October 21, 2020 | Unregistered CommenterWorking stiff

You are not alone Eric. It's a dissapointing film for me, although not that bad. I think the weak point is the screenplay and some dialogues that make the film not convincing at all. In a normal year it wouldn't be Oscar potential, but this year is so weird than anything can happen. Some actors will be in the conversation but only in terms of nominations, I hope...

October 21, 2020 | Unregistered CommenterJose Luis

I'll probably be hit by a Jeremy Strong's stan, but I really think he's overrated both here in THE TRIAL OF THE CHICAGO 7 (no charisma at all... he paled in comparison to all the other cast members) and SUCCESSION TV series (I can accept an Emmy nod, but not an Emmy win when Brian Cox was right there)
I always think there's something lacking in his performances....
.
Ufff! I said it!!!

October 21, 2020 | Unregistered CommenterEd

This is pretty much how I felt about it too. While by no means a disgrace, the film never came together and felt thin, rushed and perfunctory - and I really hated the ending. The actors were all good - I'd give Rylance best in show, and I did like Redmayne - but that's all, for which I blame Sorkin. Maybe the movie would have been better if it had been an hour longer? Whatever, it felt like a wasted opportunity.

October 21, 2020 | Unregistered Commenterken s.

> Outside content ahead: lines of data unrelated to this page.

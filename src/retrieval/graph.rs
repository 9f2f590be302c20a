//! 그래프 / 메타데이터 저장소 트레이트
//!
//! 청크 노드와 소유 문서의 조회 인터페이스입니다.
//! 랭크 퓨전(시간 감쇠용 타임스탬프)과 결과 구체화(본문/제목/링크)가 사용합니다.

use std::collections::HashMap;

use anyhow::Result;
use async_trait::async_trait;
use chrono::{DateTime, Utc};

// ============================================================================
// Types
// ============================================================================

/// 청크 노드 레코드
#[derive(Debug, Clone)]
pub struct ChunkRecord {
    /// 청크 노드 ID
    pub node_id: String,
    /// 청크 전체 텍스트
    pub text: String,
    /// 소유 문서 ID (인제스천 오류로 누락될 수 있음)
    pub document_id: Option<String>,
}

/// 문서 레코드 (프레젠테이션 메타데이터)
#[derive(Debug, Clone)]
pub struct DocumentRecord {
    pub id: String,
    pub title: Option<String>,
    pub created_at: Option<DateTime<Utc>>,
}

// ============================================================================
// Store Traits
// ============================================================================

/// 그래프 저장소
///
/// 청크 → 문서 관계를 따라가는 읽기 전용 인터페이스입니다.
/// 쓰기는 인제스천 경로(이 크레이트 범위 밖)만 수행합니다.
#[async_trait]
pub trait GraphStore: Send + Sync {
    /// 노드 ID로 청크 조회 (삭제된 노드는 None)
    async fn get_chunk(&self, node_id: &str) -> Result<Option<ChunkRecord>>;

    /// 문서 ID로 문서 메타데이터 조회
    async fn get_document(&self, document_id: &str) -> Result<Option<DocumentRecord>>;
}

/// 메타데이터 저장소 - 프레젠테이션 링크 배치 조회
///
/// 링크가 없는 문서는 결과 맵에서 빠집니다 (에러 아님).
#[async_trait]
pub trait MetadataStore: Send + Sync {
    /// 문서 ID 목록 → 문서 ID별 링크 매핑
    async fn get_links(&self, document_ids: &[String]) -> Result<HashMap<String, String>>;
}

I've seen a lot of criticisms of Baron Cohen's accent, but nothing about Redmayne's accent, which continually took me out of the movie. He sounds like he's trying way too hard to sound like a Midwesterner and failing. He was easily the worst in the cast for me.

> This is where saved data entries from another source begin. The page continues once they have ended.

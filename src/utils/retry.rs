use std::time::Duration;
use tokio::time::sleep;

// ============================================================================
// Exponential Backoff Retry Strategy
// ============================================================================
//
// Retries an operation while it fails with a transient error (dropped
// connection, pool timeout). Permanent errors are returned immediately.
//
// ============================================================================

#[derive(Clone, Debug)]
pub struct RetryConfig {
    /// Maximum number of attempts, including the first one
    pub max_attempts: u32,
    /// Initial delay before first retry
    pub initial_delay: Duration,
    /// Maximum delay between retries
    pub max_delay: Duration,
    /// Multiplier for exponential backoff
    pub multiplier: f64,
}

impl Default for RetryConfig {
    fn default() -> Self {
        Self {
            max_attempts: 3,
            initial_delay: Duration::from_millis(100),
            max_delay: Duration::from_secs(10),
            multiplier: 2.0,
        }
    }
}

impl RetryConfig {
    pub fn with_max_attempts(mut self, max_attempts: u32) -> Self {
        self.max_attempts = max_attempts.max(1);
        self
    }

    /// Backoff after `delay`, capped at `max_delay`.
    fn next_delay(&self, delay: Duration) -> Duration {
        Duration::try_from_secs_f64(delay.as_secs_f64() * self.multiplier)
            .map_or(self.max_delay, |next| next.min(self.max_delay))
    }
}

/// Result of a retry operation
#[derive(Debug)]
pub enum RetryResult<T, E> {
    /// Operation succeeded
    Success(T),
    /// Operation failed after all retries
    Failed(E),
    /// Operation permanently failed (should not retry)
    PermanentFailure(E),
}

impl<T, E> RetryResult<T, E> {
    pub fn into_result(self) -> Result<T, E> {
        match self {
            RetryResult::Success(value) => Ok(value),
            RetryResult::Failed(err) | RetryResult::PermanentFailure(err) => Err(err),
        }
    }
}

/// Check if an error is transient (should retry) or permanent (should not retry)
pub trait IsTransient {
    fn is_transient(&self) -> bool;
}

/// Run `operation` until it succeeds, fails permanently or runs out of
/// attempts. `operation_name` labels the log events; callers attach the
/// order being worked on through their span.
pub async fn retry_on_transient<F, Fut, T, E>(
    config: RetryConfig,
    operation_name: &'static str,
    mut operation: F,
) -> RetryResult<T, E>
where
    F: FnMut(u32) -> Fut,
    Fut: std::future::Future<Output = Result<T, E>>,
    E: std::fmt::Display + IsTransient,
{
    let mut delay = config.initial_delay;
    let mut attempt = 0;

    loop {
        attempt += 1;
        let error = match operation(attempt).await {
            Ok(value) => {
                if attempt > 1 {
                    tracing::info!(operation = operation_name, attempt, "Store reachable again");
                }
                return RetryResult::Success(value);
            }
            Err(error) => error,
        };

        if !error.is_transient() {
            tracing::error!(operation = operation_name, error = %error, "Permanent store failure");
            return RetryResult::PermanentFailure(error);
        }
        if attempt >= config.max_attempts {
            tracing::error!(
                operation = operation_name,
                attempt,
                error = %error,
                "Store still unreachable, giving up"
            );
            return RetryResult::Failed(error);
        }

        tracing::warn!(
            operation = operation_name,
            attempt,
            error = %error,
            delay_ms = delay.as_millis() as u64,
            "Store unreachable, backing off"
        );
        sleep(delay).await;
        delay = config.next_delay(delay);
    }
}
use actix_web::{web, App, HttpResponse, HttpServer, Responder};
use prometheus::{Encoder, TextEncoder};
use std::sync::Arc;

use super::{Metrics, COOK_OUTCOME_FAILED};

/// Start the metrics HTTP server
/// This should be called in a separate thread/runtime to avoid conflicts
pub async fn start_metrics_server(metrics: Arc<Metrics>, port: u16) -> std::io::Result<()> {
    tracing::info!("📊 Starting metrics server on http://0.0.0.0:{}/metrics", port);

    HttpServer::new(move || App::new().configure(routes(metrics.clone())))
        .bind(("0.0.0.0", port))?
        .run()
        .await
}

fn routes(metrics: Arc<Metrics>) -> impl FnOnce(&mut web::ServiceConfig) {
    move |cfg| {
        cfg.app_data(web::Data::from(metrics))
            .route("/metrics", web::get().to(metrics_handler))
            .route("/health", web::get().to(health_handler));
    }
}

async fn metrics_handler(metrics: web::Data<Metrics>) -> impl Responder {
    let mut buffer = Vec::new();
    if let Err(e) = TextEncoder::new().encode(&metrics.registry().gather(), &mut buffer) {
        tracing::error!(error = %e, "Failed to encode metrics");
        return HttpResponse::InternalServerError().finish();
    }

    HttpResponse::Ok()
        .content_type("text/plain; version=0.0.4")
        .body(buffer)
}

/// Liveness plus a glance at the kitchen: orders taken and cook transitions
/// that could not be written.
async fn health_handler(metrics: web::Data<Metrics>) -> impl Responder {
    HttpResponse::Ok().json(serde_json::json!({
        "status": "healthy",
        "service": "restaurant-orders",
        "orders_created": metrics.orders_created.get(),
        "failed_cook_transitions": metrics
            .cook_outcomes
            .with_label_values(&[COOK_OUTCOME_FAILED])
            .get(),
    }))
}
// ============================================================================
// Order Store - Transactional Persistence Ports
// ============================================================================
//
// The engine talks to persistence only through these traits. Every method is
// one unit of work: it acquires its own transaction and either commits or
// rolls back before returning.
//
// Adapters:
// - postgres/ - sqlx over PostgreSQL (production)
// - memory/   - in-process tables behind a tokio RwLock (tests, demo mode)
//
// ============================================================================

mod memory;
mod postgres;

pub use memory::InMemoryStore;
pub use postgres::PgOrderStore;

use async_trait::async_trait;
use std::time::Duration;

use crate::domain::order::{
    Dish, DishId, DishSelection, NewDish, Order, OrderError, OrderId, OrderLineItem, OrderStatus,
    OrderSummary, UserId,
};

/// Read side of the menu as the engine sees it, plus the catalog CRUD used
/// to seed and maintain it.
#[async_trait]
pub trait DishCatalog: Send + Sync {
    /// Preparation time of one portion; `DishNotFound` for unknown ids.
    async fn preparation_time(&self, dish_id: DishId) -> Result<Duration, OrderError>;

    async fn list_dishes(&self) -> Result<Vec<Dish>, OrderError>;

    async fn add_dish(&self, dish: NewDish) -> Result<Dish, OrderError>;

    /// Returns whether a dish was removed.
    async fn remove_dish(&self, dish_id: DishId) -> Result<bool, OrderError>;
}

#[async_trait]
pub trait OrderStore: Send + Sync {
    /// Insert a `PENDING` header and all of its line items atomically.
    async fn insert_order(
        &self,
        user_id: UserId,
        lines: &[DishSelection],
    ) -> Result<Order, OrderError>;

    /// `PENDING -> COOKED`. Returns `false` when the order had already left
    /// `PENDING` (or does not exist), in which case nothing was written.
    async fn mark_cooked(&self, order_id: OrderId) -> Result<bool, OrderError>;

    /// Add `selection.quantity` of a dish to a `PENDING` order, merging with an
    /// existing line for the same dish. Returns the resulting line.
    async fn add_line_item(
        &self,
        order_id: OrderId,
        selection: DishSelection,
    ) -> Result<OrderLineItem, OrderError>;

    /// Move every non-terminal order of the user to `target`, returning the
    /// number of orders changed.
    async fn transition_user_orders(
        &self,
        user_id: UserId,
        target: OrderStatus,
    ) -> Result<u64, OrderError>;

    async fn find_order(&self, order_id: OrderId) -> Result<Option<Order>, OrderError>;

    async fn line_items(&self, order_id: OrderId) -> Result<Vec<OrderLineItem>, OrderError>;

    /// Orders of one user with their dish names, ordered by order id.
    async fn orders_for_user(&self, user_id: UserId) -> Result<Vec<OrderSummary>, OrderError>;
}

/// Rejects bulk transitions to anything but a terminal status.
pub(crate) fn ensure_terminal(target: OrderStatus) -> Result<(), OrderError> {
    if target.is_terminal() {
        Ok(())
    } else {
        Err(OrderError::NotTerminal(target))
    }
}
pub mod retry;

pub use retry::{retry_on_transient, IsTransient, RetryConfig, RetryResult};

October 21, 2020 | Unregistered Commenterjules

I wholeheartedly agree. The film is very clumsy and amateurish, especially the structure and editing. Nearly everything about it was mediocre at best. The only time the film came alive for me was in the two scenes with Michael Keaton as Ramsey Clark. I found it funny that Clark was encouraging Kunstler and the defendants to truly take a risk....and that was how I was feeling the whole movie: c'mon Sorkin--take a risk, swing for the fences.

October 21, 2020 | Unregistered CommenterCorey

I simply liked it!#!! So I must have no taste??!#

October 21, 2020 | Unregistered CommenterRdf

It wasn't terrible and it wasn't great. It was just OK. Sorkin isn't keen on nuance, and as his own director there is no one to modify his broad, bombastic side. I found it entertaining nonetheless but I wasn't truly moved.

October 21, 2020 | Unregistered CommenterRaul

For the most part, I love Sorkin’s work on TV. He was amazing as a writer for Sports Night and for West Wing. But I thought this movie was pretty bland and faceless. I got so upset by the way Bobby Seale was treated that it wasn’t until after I finally finished this rather bad movie that I realized none of the characters were anything but characters. None of them felt real, I didn’t care about any of them (except Bobby, and even then, it was more that I cared that he was treated so ridiculously horrible).

This isn’t a movie I would recommend to my friends.

October 21, 2020 | Unregistered CommenterTommy Marx

I had a great time with it, find the actors work and the screenplay great. Can't get the backlash.

October 21, 2020 | Unregistered CommenterPatrick

The most important thing about this film is that it was made. Without it, these historical events run the risk of being forgotten, rewritten or worse yet, omitted from history.

October 22, 2020 | Unregistered CommenterDorothy DeMartin

rdf & patrick-- that's why we posted two reviews. There's room for multiple opinions on any movie!

October 22, 2020 | Unregistered CommenterNATHANIEL R

I thought it was terrible and am mystified by any Oscar talk. Writing was sub-standard. SBC and Strong's Cheech & Chong schtick - thoroughly laughable - and Redmayne totally unbelievable and miscast. Rylance and Langella saved it from being unwatchable.